Ecologie et Dynamique des Systèmes Anthropisés (EDYSAN, FRE 3498 CNRS UPJV), Laboratoire d’Agroécologie, Ecophysiologie et Biologie intégrative, Université de Picardie Jules Verne, 33 rue St Leu, Amiens Cedex 80039, France
Adaptation des Plantes à leur Environnement. Unité Mixte de Recherche 1318, Institut Jean-Pierre Bourgin, Institut National de la Recherche Agronomique, Centre de Versailles-Grignon, R.D. 10, Versailles Cedex F-78026, France
Author to whom correspondence should be addressed.
Agronomy 2016, 6(2), 38;
Submission received: 11 April 2016 / Revised: 8 June 2016 / Accepted: 16 June 2016 / Published: 21 June 2016


Arbuscular mycorrhizal fungi (AMF) play a major role in the uptake of nutrients by agricultural plants. Nevertheless, some agricultural practices can interrupt fungal-plant signaling and thus impede the establishment of the mycorrhizal symbiosis. A field experiment performed over a 5-year period demonstrated that both the absence of tillage and of nitrogen (N) fertilization improved AMF colonization of wheat roots. Moreover, under no-till conditions, N uptake and aboveground biomass production did not vary significantly between N-fertilized and N-unfertilized plots. In contrast, both N uptake and above ground biomass were much lower when N fertilizer was not added during conventional tillage. This finding strongly suggests that for wheat, no-till farming is a sustainable agricultural system that allows a gradual reduction in N fertilizer use by promoting AMF functionality and at the same time increasing N uptake.

1. Introduction

Arbuscular mycorrhizal fungi (AMF) form obligate symbioses (mycorrhizas) with most cultivated plants [1] and provide many benefits to plants throughout their growth [2]. The intraradical colonization of plant roots by AMF results in the formation of some specialized structures including vesicles for nutrient storage and arbuscules for exchanging nutrients with the host plant. Such symbiotic associations significantly enhance the uptake capacity of plants for nutrients [2,3] beyond the depletion zone surrounding a root, especially for the inorganic phosphate ion and the ammonium ion [4]. In current intensive agricultural systems, soil management practices may be detrimental to an efficient fungal-plant symbiotic interaction [5], notably nitrogen (N) fertilization [6], which at the same time may reduce the diversity of fungal communities [7]. Conventional tillage (CT) causes a physical disruption of the hyphal network in the soil, thus reducing the density of propagules in the rooting zone [8]. However, knowledge of the combined effects of N fertilization and tillage on AMF colonization and N uptake in the field remains limited [2], especially for an important crop such as winter wheat.

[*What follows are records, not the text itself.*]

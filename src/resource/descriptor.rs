//! Resource descriptors: the desired state of one resource for one pass.

use serde::Serialize;
use serde_json::Value;
use std::collections::BTreeSet;

use crate::error::{Result, ValidationError};

use super::kind::ResourceKind;

/// A record as returned by the backend: field name to value.
pub type Record = serde_json::Map<String, Value>;

/// Name of the numeric identity key every kind shares.
pub const ID_KEY: &str = "id";

/// An alternative unique lookup attribute with its value.
#[derive(Debug, Clone, PartialEq, Eq, Serialize)]
pub struct IdentityKey {
    /// Key name (`id`, `uuid`, `name`, `code`, `login`, ...).
    pub name: String,
    /// Value to look up.
    pub value: Value,
}

impl IdentityKey {
    /// Creates a new identity key.
    #[must_use]
    pub fn new(name: impl Into<String>, value: impl Into<Value>) -> Self {
        Self {
            name: name.into(),
            value: value.into(),
        }
    }

    /// Returns true if this is the numeric `id` key.
    #[must_use]
    pub fn is_id(&self) -> bool {
        self.name == ID_KEY
    }
}

impl std::fmt::Display for IdentityKey {
    fn fmt(&self, f: &mut std::fmt::Formatter<'_>) -> std::fmt::Result {
        write!(f, "{}={}", self.name, render_scalar(&self.value))
    }
}

/// Desired state of a single resource.
///
/// Identity keys are kept sorted by the kind's priority so resolution always
/// tries the most specific key first, whatever order the caller used.
#[derive(Debug, Clone, Serialize)]
pub struct ResourceDescriptor {
    kind: ResourceKind,
    identity_keys: Vec<IdentityKey>,
    desired_fields: Record,
    ignored_fields: BTreeSet<String>,
}

impl ResourceDescriptor {
    /// Creates an empty descriptor for a kind.
    #[must_use]
    pub fn new(kind: ResourceKind) -> Self {
        Self {
            kind,
            identity_keys: Vec::new(),
            desired_fields: Record::new(),
            ignored_fields: BTreeSet::new(),
        }
    }

    /// Builds a descriptor from explicit identity keys and desired fields.
    ///
    /// A field named after one of the kind's identity keys also becomes an
    /// identity key unless one with that name was given explicitly. An `id`
    /// field, or an alias of it such as `relation_id`, is identity only.
    ///
    /// # Errors
    ///
    /// Returns an error if an explicit identity key is unknown for the kind.
    pub fn from_parts(
        kind: ResourceKind,
        identity: &Record,
        fields: &Record,
        ignored: &[String],
    ) -> Result<Self> {
        let mut descriptor = Self::new(kind);

        for (name, value) in identity {
            descriptor = descriptor.with_identity(name, value.clone())?;
        }

        let profile = kind.profile();
        for (name, value) in fields {
            if profile.canonical_key(name) == ID_KEY {
                if descriptor.identity_value(ID_KEY).is_none() {
                    descriptor = descriptor.with_identity(ID_KEY, value.clone())?;
                }
                continue;
            }
            if profile.identity_rank(name).is_some() && descriptor.identity_value(name).is_none() {
                descriptor = descriptor.with_identity(name, value.clone())?;
            }
            descriptor = descriptor.with_field(name, value.clone());
        }

        for field in ignored {
            descriptor = descriptor.with_ignored(field);
        }

        Ok(descriptor)
    }

    /// Adds (or replaces) an identity key. Null values are ignored.
    ///
    /// # Errors
    ///
    /// Returns an error if the key is not an identity key of the kind.
    pub fn with_identity(mut self, name: &str, value: impl Into<Value>) -> Result<Self> {
        let profile = self.kind.profile();
        let name = profile.canonical_key(name);
        let Some(rank) = profile.identity_rank(name) else {
            return Err(ValidationError::UnknownIdentityKey {
                kind: self.kind.to_string(),
                key: name.to_string(),
                expected: profile.identity_keys.join(", "),
            }
            .into());
        };

        let value = value.into();
        if value.is_null() {
            return Ok(self);
        }

        self.identity_keys.retain(|k| k.name != name);
        let position = self
            .identity_keys
            .iter()
            .position(|k| profile.identity_rank(&k.name).is_some_and(|r| r > rank))
            .unwrap_or(self.identity_keys.len());
        self.identity_keys.insert(position, IdentityKey::new(name, value));

        Ok(self)
    }

    /// Adds a desired field. Null values mean "not managed" and are dropped.
    #[must_use]
    pub fn with_field(mut self, name: impl Into<String>, value: impl Into<Value>) -> Self {
        let value = value.into();
        let name = name.into();
        if value.is_null() {
            self.desired_fields.remove(&name);
        } else {
            self.desired_fields.insert(name, value);
        }
        self
    }

    /// Excludes a field from change detection for this descriptor.
    #[must_use]
    pub fn with_ignored(mut self, field: impl Into<String>) -> Self {
        self.ignored_fields.insert(field.into());
        self
    }

    /// Returns the resource kind.
    #[must_use]
    pub const fn kind(&self) -> ResourceKind {
        self.kind
    }

    /// Returns the identity keys, most specific first.
    #[must_use]
    pub fn identity_keys(&self) -> &[IdentityKey] {
        &self.identity_keys
    }

    /// Returns true if at least one identity key was supplied.
    #[must_use]
    pub fn has_identity(&self) -> bool {
        !self.identity_keys.is_empty()
    }

    /// Returns the value of an identity key, if supplied.
    #[must_use]
    pub fn identity_value(&self, name: &str) -> Option<&Value> {
        self.identity_keys
            .iter()
            .find(|k| k.name == name)
            .map(|k| &k.value)
    }

    /// Returns the desired fields.
    #[must_use]
    pub const fn desired_fields(&self) -> &Record {
        &self.desired_fields
    }

    /// Returns the desired fields the backend accepts but never reports back,
    /// such as a user password. They ride along with every write.
    #[must_use]
    pub fn write_only_fields(&self) -> Record {
        let profile = self.kind.profile();
        self.desired_fields
            .iter()
            .filter(|(field, _)| profile.is_write_only(field))
            .map(|(field, value)| (field.clone(), value.clone()))
            .collect()
    }

    /// Returns the first field a create of this descriptor would lack, or
    /// `a or b` when one of several alternatives is needed.
    #[must_use]
    pub fn missing_create_field(&self) -> Option<String> {
        let profile = self.kind.profile();
        let fields = &self.desired_fields;

        if let Some(field) = profile
            .required_on_create
            .iter()
            .find(|field| !fields.contains_key(**field))
        {
            return Some((*field).to_string());
        }

        let any_of = profile.one_of_on_create;
        (!any_of.is_empty() && !any_of.iter().any(|field| fields.contains_key(*field)))
            .then(|| any_of.join(" or "))
    }

    /// Returns true if the field takes no part in change detection.
    #[must_use]
    pub fn is_ignored(&self, field: &str) -> bool {
        self.kind.profile().is_write_only(field) || self.ignored_fields.contains(field)
    }

    /// Returns a short human-readable label, e.g. `company code=ACME`.
    #[must_use]
    pub fn label(&self) -> String {
        self.identity_keys.first().map_or_else(
            || format!("{} (new)", self.kind),
            |key| format!("{} {key}", self.kind),
        )
    }
}

/// Renders a JSON scalar the way it would be typed on a command line.
///
/// Strings are rendered without quotes, lists are comma-joined and objects
/// fall back to compact JSON.
#[must_use]
pub fn render_scalar(value: &Value) -> String {
    match value {
        Value::String(s) => s.clone(),
        Value::Null => String::new(),
        Value::Array(items) => items
            .iter()
            .map(render_scalar)
            .collect::<Vec<_>>()
            .join(","),
        other => other.to_string(),
    }
}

The present study has demonstrated that over a 5-year period, tillage and N fertilization reduced AMF colonization of wheat roots and that plant N uptake capacity was reduced in the absence of N fertilization under CT conditions.

2. Results and Discussion

In the field experiment, both CT and N fertilization strongly decreased wheat root colonization by AMF (p < 0.001). The highest AMF root colonization was obtained with no-till without N fertilization (NTN0, 35% of root length colonized by AMF) and the lowest with conventional tillage with N fertilization (CTNX, 2%) (Figure 1A). It is known that soil disturbance and N enrichment resulting from plowing [8,9] and N fertilization [6] reduce the ability of plants and AMF to form mycorrhizas. Moreover, such a reduction seems to be greater when both plowing and N fertilization are used. In line with this observation, Mbuthia et al. [10] reported that no-till (NT) and low N fertilizer application were associated with the presence of more AMF in the soil. This could explain why in the present study there were larger amounts of AMF in the roots following NT without any N fertilization (N0). It is also well known that mycorrhizal functioning is strongly influenced both by plant nutrient status and by soil nutrient availability [6]. When nutrient availability is high, root exudate composition can be qualitatively modified, thus decreasing fungal colonization. Moreover, it has been shown that root exudates can stimulate hyphal growth and branching [11], through an attractive effect [12]. Recently, it has been reported that in sorghum, N fertilization negatively influences the production and exudation of strigolactones that are essential host recognition signaling molecules involved in AMF colonization [13]. It is therefore likely that low N availability induces changes both in the root system and in the composition of the root exudate, thus inducing the different processes controlling AMF colonization.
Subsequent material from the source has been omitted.